Prolog

Apr 23, 2014

Menulis adalah salah satu cara kita membayar “hutang” ke masyarakat.

Hutang? Iya, hutang kepada masyarakat. Jika kita kuliah di universitas negeri, biaya tiap semester bisa murah karena telah disubsidi dengan uang pajak. Pada tahun 2012, Hatta Rajasa mengatakan bahwa baru 7,2 persen anak-anak Indonesia yang masuk ke jenjang pendidikan tinggi—kita benar-benar kelas elit dalam masyarakat! Artinya, kita sebenarnya sebelas-dua belas dengan elit politik yang “makan” dari uang rakyat.

Definisi “elit” sendiri bagi setiap orang bisa beda; bisa jadi seseorang mendefinisikannya sebagai posisi yang penting dalam masyarakat. Mereka “sadar posisi” bahwa mereka lebih cerdas dan memiliki akses yang lebih daripada kelompok lain. Dan pada dasarnya, kekuatan besar datang bersama tanggung jawab yang besar. Thus, mereka akan berusaha melakukan yang terbaik untuk kemajuan masyarakat di sekitarnya (intinya: pengabdian).

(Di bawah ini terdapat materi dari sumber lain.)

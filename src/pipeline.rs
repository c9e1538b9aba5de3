//! The one batch pipeline behind the radar: consolidate a price snapshot,
//! synthesize proxy indices, then classify sectors and ratio indicators.
//!
//! Per-entity failures (a missing ticker, a failed synthesis, too little
//! history) drop that entity and keep the run going; only an entirely empty
//! price table aborts the run.

use crate::config::{RadarConfig, RatioIndicatorSpec, SectorSpec};
use crate::error::RadarError;
use crate::ma_status::{self, MaStatus};
use crate::market_data::{PriceHistoryProvider, PriceTable};
use crate::moving_average::{MA_WINDOWS, MovingAverageSet};
use crate::ratio::RatioSeries;
use crate::report::{IndicatorSnapshot, LookbackMark, RadarReport, SectorSnapshot};
use crate::rrg::relative_rotation;
use crate::synthetic::build_synthetic;
use anyhow::Result;
use log::{debug, info, warn};

pub struct RadarPipeline {
    config: RadarConfig,
}

impl RadarPipeline {
    pub fn new(config: RadarConfig) -> Self {
        Self { config }
    }

    /// Fetch one snapshot of history and analyze it.
    pub fn run(&self, provider: &dyn PriceHistoryProvider) -> Result<RadarReport> {
        let tickers = self.config.required_tickers();
        info!(
            "requesting {} tickers over trailing {} days",
            tickers.len(),
            self.config.lookback_days
        );
        let table = provider.daily_closes(&tickers, self.config.lookback_days)?;
        self.analyze(table)
    }

    /// Classify every configured sector and indicator against the snapshot.
    pub fn analyze(&self, mut table: PriceTable) -> Result<RadarReport> {
        if table.is_empty() {
            return Err(RadarError::EmptyDataset.into());
        }

        for spec in &self.config.synthetic_indices {
            match build_synthetic(spec, &table) {
                Ok(series) => table.insert(series),
                // A failed synthesis drops the ticker for the whole run; the
                // sectors and indicators that referenced it skip themselves.
                Err(err) => warn!("{err}"),
            }
        }

        let run_date = table
            .last_date()
            .ok_or(RadarError::EmptyDataset)?;

        let mut sectors = Vec::new();
        for spec in &self.config.sectors {
            match self.sector_snapshot(&table, spec) {
                Ok(snapshot) => sectors.push(snapshot),
                Err(err) => warn!("skipping sector {}: {err}", spec.ticker),
            }
        }

        let mut indicators = Vec::new();
        for spec in &self.config.indicators {
            match self.indicator_snapshot(&table, spec) {
                Ok(snapshot) => indicators.push(snapshot),
                Err(err) => warn!("skipping indicator {}: {err}", spec.name),
            }
        }

        info!(
            "run {}: {} sectors classified, {} indicators evaluated",
            run_date,
            sectors.len(),
            indicators.len()
        );
        Ok(RadarReport {
            run_date,
            sectors,
            indicators,
        })
    }

    fn sector_snapshot(
        &self,
        table: &PriceTable,
        spec: &SectorSpec,
    ) -> Result<SectorSnapshot, RadarError> {
        let sector = table
            .get(&spec.ticker)
            .ok_or_else(|| RadarError::DataMissing(spec.ticker.clone()))?;
        let benchmark = table
            .get(&self.config.benchmark)
            .ok_or_else(|| RadarError::DataMissing(self.config.benchmark.clone()))?;
        let coords = relative_rotation(sector, benchmark).ok_or_else(|| {
            RadarError::DataMissing(format!(
                "{}: not enough aligned history for rotation coordinates",
                spec.ticker
            ))
        })?;
        debug!(
            "{}: rs_ratio {:.2}, rs_momentum {:.2}, {:?}",
            spec.ticker, coords.current.rs_ratio, coords.current.rs_momentum, coords.quadrant
        );
        Ok(SectorSnapshot::new(
            spec.ticker.clone(),
            spec.label.clone(),
            coords,
        ))
    }

    fn indicator_snapshot(
        &self,
        table: &PriceTable,
        spec: &RatioIndicatorSpec,
    ) -> Result<IndicatorSnapshot, RadarError> {
        let numerator = table
            .get(&spec.numerator)
            .ok_or_else(|| RadarError::DataMissing(spec.numerator.clone()))?;
        let denominator = table
            .get(&spec.denominator)
            .ok_or_else(|| RadarError::DataMissing(spec.denominator.clone()))?;

        let ratio = RatioSeries::compute(numerator, denominator);
        let (latest_idx, latest_value) = ratio.latest_defined().ok_or_else(|| {
            RadarError::DataMissing(format!(
                "{}/{}: no defined ratio values",
                spec.numerator, spec.denominator
            ))
        })?;

        let averages = MovingAverageSet::compute(&ratio.values);
        let status = match averages.snapshot_at(latest_idx) {
            Some(snapshot) => ma_status::classify(latest_value, &snapshot),
            None => MaStatus::Indeterminate {
                support_count: None,
            },
        };

        let lookback_marks = MA_WINDOWS
            .iter()
            .filter_map(|&offset| {
                let idx = latest_idx.checked_sub(offset)?;
                Some(LookbackMark {
                    offset,
                    date: ratio.dates[idx],
                    value: ratio.values[idx]?,
                })
            })
            .collect();

        Ok(IndicatorSnapshot {
            name: spec.name.clone(),
            description: spec.description.clone(),
            dates: ratio.dates,
            ratio: ratio.values,
            averages,
            latest_value,
            status,
            lookback_marks,
        })
    }
}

Sementara sebagian orang mendefinisikan “elit” sebagai sekadar orang yang memiliki posisi di atas masyarakat yang lain. Dengan begitu, tidak salah bagi mereka untuk hobi melakukan hal-hal yang “seharusnya” dilakukan kaum elit: bersenang-senang, belanja, dan makan apa yang ingin mereka makan.

Kata kunci yang membedakan dua definisi di atas adalah: kesadaran, consciousness.

Kesadaran sebagai mahasiswa ini bisa diaplikasikan dengan beberapa hal; ikut komunitas, LDK, UKM, BEM dan sebagainya. Namun perlu diketahui, “kesadaran” itu tidak muncul begitu saja dengan mengikuti organisasi kampus.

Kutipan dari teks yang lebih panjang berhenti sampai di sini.